Things to Prep & Tools Needed 

Pens; notebooks; student handouts: Name-Calling in Our School and Name Calling Log


30-40 minutes or one class period to introduce the activity; 3 days of observations; 45 minutes or one class period to debrief


Ask students to raise their hands if they have never been called a name or talked to in a mean or disrespectful way. Most likely there will be very few or no students raising their hands. Note the pervasiveness of name-calling in their lives and how it is often taken for granted as natural or normal. Write one or more of the following phrases on the board:

  • Sticks and stones may break my bones, but names will never hurt me.
  • Boys will be boys.
  • Teasing is just a natural part of growing up.
  • It’s just a joke—everyone says it

Ask students if they agree with the above sentiments, all of which are commonly used to explain or respond to name-calling. Ask if they think name-calling is a problem in their lives or just a natural part of growing up that everyone must endure. Allow some time for discussion. Inform students that they will be participating in some observation over the course of three days to objectively examine the extent and nature of name-calling in their schools, and to further consider whether it is inevitable or a problem they can do something about.


Give each student a copy of the Student Handouts, Name-Calling in Our School and Name Calling Log. Review the following steps, which are included in their handout:

Step 1: Prepare

Make a few copies of the attached chart or get a notebook that you can use to record your observations. Keep your charts or notebook with you at all times while you are at school or on your way to/from school over the next three days.

Step 2: Plan

Think about the most appropriate times and places to observe. In addition to writing down what you see and hear as you go about your regular day, you may want to spend extra time in the gym, cafeteria, hallways or other locations. Check with your teacher to make sure your plan is okay.

Step 3: Observe

Keep your ears open and your mouth zipped. As a researcher, your job is to watch, listen, and write down all examples of name-calling, verbal bullying or other examples of disrespectful language. Try to observe only and to stay out of name-calling situations that you encounter. If a student looks like they need support, ask an adult for help.

Step 4: Write

You will be trying to record the information below for each incident. Try to keep your notes brief so that it doesn’t take too long to capture each incident.

WHO: Record information about the name-caller and the person on the receiving end, but no names please! Write down your best guess about the age/grade of the people involved, their gender (boy, girl), and other important characteristics.

WHEN AND WHERE: The time of the incident and the location (classroom, cafeteria, hallway, yard, gym, bus, etc.)

WHAT: The exact words that are said

HOW: The tone in which the comment is made (angry, joking, upset, etc.)

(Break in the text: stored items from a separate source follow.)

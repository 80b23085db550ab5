//! Settings management subsystem.
//!
//! # Data Flow
//! ```text
//! settings file (TOML)
//!     → loader.rs (parse & deserialize)
//!     → validation.rs (semantic checks)
//!     → CdsSettings (validated, immutable)
//!
//! desired-state file (JSON)
//!     → watcher.rs detects change
//!     → loader.rs loads and validates every document
//!     → DesiredState handed to the server's reconciliation
//! ```
//!
//! # Design Decisions
//! - All fields have defaults to allow minimal settings files
//! - Validation separates syntactic (serde) from semantic checks
//! - An invalid desired-state file is rejected whole; the current state stays

pub mod loader;
pub mod schema;
pub mod validation;
pub mod watcher;

pub use loader::{load_desired_state, load_settings, DesiredState, LoadError};
pub use schema::{CdsSettings, ClientSettings, KeepaliveSettings, ObservabilitySettings, ServerSettings};
pub use validation::{validate_keepalive, validate_settings, SettingsError};
pub use watcher::DesiredStateWatcher;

RESPONSE: The response of the person(s) being targeted, if any

RESPONSE: The response of bystanders to the incident, if any


At the end of the three days of observation, ask students to reflect upon their observations and answer the following questions. This can be done as a homework assignment, in-class writing assignment, or small group discussion:

  • What types of name-calling are most common (names about looks, behavior, intelligence, physical ability, friends, family, race, ethnicity, sexual comments, curses or other cruel words, etc.)?
  • Who is most likely to get bullied and to do the bullying? (No names—just characteristics)
  • Where/when did most incidents of name-calling take place? Were adults or other students around?
  • What was the intent of the name-calling in most cases (to tease, joke, hurt, get revenge, etc.)?
  • How did the targets of name-calling respond?
  • Did an adult or other student get involved? If so, how?
  • How do you think the problem of name-calling should be addressed in your school?

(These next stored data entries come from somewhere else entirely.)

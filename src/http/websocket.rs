//! Server side of a watch stream.
//!
//! # Data Flow
//! ```text
//! ConfigStore subscription ──→ writer ──→ text frames ──→ client
//!                     ping ticker ──┘
//! client ──→ pongs / close ──→ reader (pong deadline)
//! ```
//!
//! # Design Decisions
//! - The socket is split; the writer owns the sink, so no lock is needed
//! - Either half ending cancels the connection token, which stops the other
//! - Every write is bounded by `write_wait`

use std::net::SocketAddr;
use std::sync::Arc;
use std::time::Duration;

use axum::extract::ws::{Message, WebSocket};
use futures_util::stream::{SplitSink, SplitStream};
use futures_util::{SinkExt, StreamExt};
use tokio::time::Instant;
use tokio_util::sync::CancellationToken;

use crate::http::server::CdsServer;
use crate::net::Conn;
use crate::settings::KeepaliveSettings;
use crate::store::{ConfigStream, Topic};

/// What a client asked to watch.
#[derive(Debug, Clone)]
pub struct WatchRequest {
    pub remote: SocketAddr,
    pub topic: Topic,
    pub node: Option<String>,
}

/// Run one watch connection until the peer leaves, stops answering pings,
/// or the server drops it.
pub async fn serve_watch(server: CdsServer, socket: WebSocket, request: WatchRequest) {
    let keepalive = server.keepalive();
    let (filter, patch) = match request.node.as_deref() {
        Some(node) => {
            let (filter, patch) = server.node_hooks(node);
            (Some(filter), patch)
        }
        None => (None, None),
    };

    let stream = server.store().subscribe(request.topic.clone(), filter, patch).await;
    let subscription = stream.id();

    let conn = Arc::new(Conn::new(
        request.remote,
        request.topic.to_string(),
        request.node.clone(),
        server.shutdown_token(),
    ));
    let _guard = server.conns().track(Arc::clone(&conn));
    tracing::info!(
        connection = %conn.id(),
        topic = %request.topic,
        node = ?request.node,
        "Watch started"
    );

    let cancel = conn.cancelled().clone();
    let (sink, source) = socket.split();
    tokio::join!(
        write_loop(sink, stream, cancel.clone(), keepalive),
        read_loop(source, cancel, keepalive.pong_wait()),
    );

    server.store().unsubscribe(subscription);
    tracing::info!(connection = %conn.id(), uptime = ?conn.uptime(), "Watch ended");
}

async fn write_loop(
    mut sink: SplitSink<WebSocket, Message>,
    mut stream: ConfigStream,
    cancel: CancellationToken,
    keepalive: KeepaliveSettings,
) {
    let write_wait = keepalive.write_wait();
    let mut ticker = tokio::time::interval_at(Instant::now() + keepalive.ping_period(), keepalive.ping_period());

    loop {
        let message = tokio::select! {
            _ = cancel.cancelled() => break,
            update = stream.recv() => match update {
                Some(update) => match serde_json::to_string(&update.config) {
                    Ok(json) => Message::Text(json.into()),
                    Err(e) => {
                        tracing::warn!(id = %update.id(), error = %e, "Failed to encode config");
                        continue;
                    }
                },
                None => {
                    tracing::debug!("Subscription closed");
                    break;
                }
            },
            _ = ticker.tick() => Message::Ping(Default::default()),
        };

        if let Err(e) = send_bounded(&mut sink, message, write_wait).await {
            tracing::debug!(error = %e, "Write failed");
            break;
        }
    }

    cancel.cancel();
    let _ = send_bounded(&mut sink, Message::Close(None), write_wait).await;
}

async fn read_loop(mut source: SplitStream<WebSocket>, cancel: CancellationToken, pong_wait: Duration) {
    let mut deadline = Instant::now() + pong_wait;

    loop {
        tokio::select! {
            _ = cancel.cancelled() => break,
            _ = tokio::time::sleep_until(deadline) => {
                tracing::debug!("Pong timeout, dropping peer");
                break;
            }
            frame = source.next() => match frame {
                Some(Ok(Message::Pong(_))) => deadline = Instant::now() + pong_wait,
                Some(Ok(Message::Close(_))) | None => break,
                Some(Ok(_)) => {}
                Some(Err(e)) => {
                    tracing::debug!(error = %e, "Read failed");
                    break;
                }
            },
        }
    }

    cancel.cancel();
}

async fn send_bounded(
    sink: &mut SplitSink<WebSocket, Message>,
    message: Message,
    write_wait: Duration,
) -> Result<(), String> {
    match tokio::time::timeout(write_wait, sink.send(message)).await {
        Ok(Ok(())) => Ok(()),
        Ok(Err(e)) => Err(e.to_string()),
        Err(_) => Err("write timed out".to_string()),
    }
}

Revisit the question with which you began this lesson—is name-calling inevitable or a problem we can do something about? As a follow-up, students may be asked to write a report that summarizes their observations and what they have learned about name-calling in their school.

They should include their ideas for ways to reduce or end name-calling in their school community. Their reports can be presented to the school principal, guidance staff, or others in a position to help implement change. As a class, select one or more ideas that you will work on collaboratively to put into action.

Opportunities for Differentiation:

For younger students or students that need more assistance give them a specific class period that they should observe at least once in the next three days (ex: recess or gym class). For older students or students that need more of a challenge you can give them GLSEN’s Quick Guide to Meeting With Decision Makers and have them plan out how they would present their findings to decision makers.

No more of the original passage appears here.